There are four characters on everyone’s mind right now: TWTR. The other 136 are irrelevant at the moment. Social media company Twitter officially released the details of its initial public offering after market close on Thursday, including its ticker (TWTR), its fundraising target ($1 billion), and a rough time table (the company hopes to start trading before Thanksgiving).
Now, if only they had a way to get the word out…
Twitter has long been a company with more question marks than firm answers, and its IPO filing answered at least some of them, filling in a backlog of details like total users (218 million active as of June) and executive pay (CEO Richard Costolo made $11.5 million last year, President of Global Revenue Adam Bain $6.7 million, and Senior Vice President of Engineering Chrisopher Fry $10.3 million).
The company also revealed significant year-over-year growth in the first half of the year, with users up 44 percent from the same period in 2012, and revenue increasing by 108 percent to $253.7 million. However, despite doubling first-half revenues, the company lost more money in that period than it had last year. The company lost $69.3 million in the first half of 2013, compared to just $49.1 million in 2012. In fact, Twitter lost a total of $79 million over the entire year in 2012, making the first half of 2013 a rapid increase in the pace money’s going out the door.
One may wonder out loud why investors are lining up for a company that’s on track for just $545 million in revenue this year and more than $100 million in losses. Why would people buy $1 billion worth of stock in a company that’s losing money, and losing it at a faster pace than it did last year? Well, for starters, revenues are ramping up quickly. The company’s $316.9 million in revenue in 2012 wa up from just $106.3 million in 2011, and it’s projected to hit $807 million in 2014. And while it appears headed to a year-over-year increase in losses, it’s probably going to end up well below the $164.1 million the company lost in 2011.

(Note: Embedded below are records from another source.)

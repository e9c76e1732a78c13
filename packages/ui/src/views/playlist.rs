use dioxus::prelude::*;
use store::{Draft, NewSong, Song};

use crate::components::{Card, EmptyState, LoadingSpinner, PageHeader};
use crate::icons::FaMusic;
use crate::{use_collection, use_toasts, Icon};

const VIEWS_CSS: Asset = asset!("/src/views/views.css");

/// Our shared playlist, newest first.
#[component]
pub fn PlaylistView() -> Element {
    let songs = use_collection(api::list_songs, "Tuning into our playlist...");
    let toasts = use_toasts();

    let mut song_title = use_signal(String::new);
    let mut link = use_signal(String::new);
    let mut saving = use_signal(|| false);

    let handle_add = move |evt: FormEvent| async move {
        evt.prevent_default();
        let draft = NewSong::from_form(&song_title(), &link());
        if let Err(e) = draft.validate() {
            toasts.error(e.to_string());
            return;
        }

        saving.set(true);
        if songs.create(api::create_song(draft)).await {
            song_title.set(String::new());
            link.set(String::new());
            toasts.success("Song added");
        }
        saving.set(false);
    };

    let list = songs.list();
    let items = list().items().to_vec();

    rsx! {
        document::Link { rel: "stylesheet", href: VIEWS_CSS }
        div {
            class: "view-page",
            PageHeader { title: "Our Playlist", subtitle: "The songs that remind us of us" }

            form {
                class: "entry-form",
                onsubmit: handle_add,
                input {
                    class: "input",
                    placeholder: "Song title",
                    value: song_title(),
                    oninput: move |evt: FormEvent| song_title.set(evt.value()),
                }
                input {
                    class: "input",
                    r#type: "url",
                    placeholder: "Link (optional)",
                    value: link(),
                    oninput: move |evt: FormEvent| link.set(evt.value()),
                }
                button {
                    class: "btn btn-primary",
                    r#type: "submit",
                    disabled: saving(),
                    "Add song"
                }
            }

            if !list().is_loaded() {
                LoadingSpinner {}
            } else if items.is_empty() {
                EmptyState { title: "No songs yet", hint: "Which one is ours?" }
            } else {
                ul {
                    class: "song-list",
                    for song in items {
                        SongRow {
                            key: "{song.id}",
                            song: song.clone(),
                            on_delete: move |id: String| async move {
                                songs.delete(id.clone(), api::delete_song(id)).await;
                            },
                        }
                    }
                }
            }
        }
    }
}

#[component]
fn SongRow(song: Song, on_delete: EventHandler<String>) -> Element {
    let id = song.id.clone();

    rsx! {
        li {
            Card {
                class: "song-card",
                on_delete: move |_| on_delete.call(id.clone()),
                Icon { icon: FaMusic, width: 16, height: 16 }
                span { class: "song-title", "{song.song_title}" }
                if let Some(link) = song.link.clone() {
                    a {
                        class: "song-link",
                        href: "{link}",
                        target: "_blank",
                        rel: "noopener noreferrer",
                        "Listen"
                    }
                }
            }
        }
    }
}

And what’s more, this is the tech sector. Twitter has captured the public imagination, and an influx of cash should be just what the company needs to monetize the millions of eyeballs its platform commands. That’s more than enough for many investors to go on as it has often been in the past for this sector.
Profits? Come on, get with it grandpa.
What really has investors salivating at the prospect of Twitter going public is how effectively the company has translated to mobile devices. One of the big questions that hounded Facebook (FB) in the lead-up to its IPO last year was how the company would generate ad dollars from mobile users, and one of the biggest reasons the company’s stock has taken off since the end of August 2012 (up over 170 percent) was showing improvement in that area.
Twitter, though, has the sort of success in mobile that Facebook still dreams about. Twitter’s filing boasted that 75 percent of users accessed the site via smart phones or tablets, and 65 percent of the company’s ad revenues came from mobile devices (compared to just 41 percent for Facebook).
Clearly, Twitter isn’t about to start challenging Facebook for social media supremacy. Because 65 percent of Twitter’s $220.6 million in ad revenue from the first half of 2013 is $143.4 million, and 41 percent of Facebook’s $2.9 billion in ad revenues over the same period is $1.18 billion (more than five times as much). Also, Facebook has profits, young’un. Despite the scale, though, Twitter is performing very well in an area that experts believe is where the future online ad revenues lie, and that should keep it attractive in the eyes of investors looking for a growth play.
Another major factor making Twitter’s IPO a different animal is Facebook’s presence in the market. Prior to Facebook’s IPO, the biggest social media platform in the world by several orders of magnitude remained private, making it difficult for people to value any company that existed in the segment. This probably played some role in Facebook losing nearly 50 percent of its value from May 25, 2012 to August 31, 2012. Now, with the world’s biggest player in the space anchoring the market, it’s entirely possible Twitter won’t receive the same level of skepticism that greeted Mark Zuckerberg’s arrival. The Global X Social Media ETF ($SOCL) is up over 50 percent this year, potentially showing that the market has found its footing in the social media segment.
Precisely what awaits Twitter on the open market isn’t entirely clear, but then, it never is. Facebook may be providing more stable ground for Twitter to land on, but the company could delay its much-anticipated IPO until next year if the government shut-down and/or debt-ceiling battle create a negative investment environment. Which makes sense, as this is one decision they can’t retweet.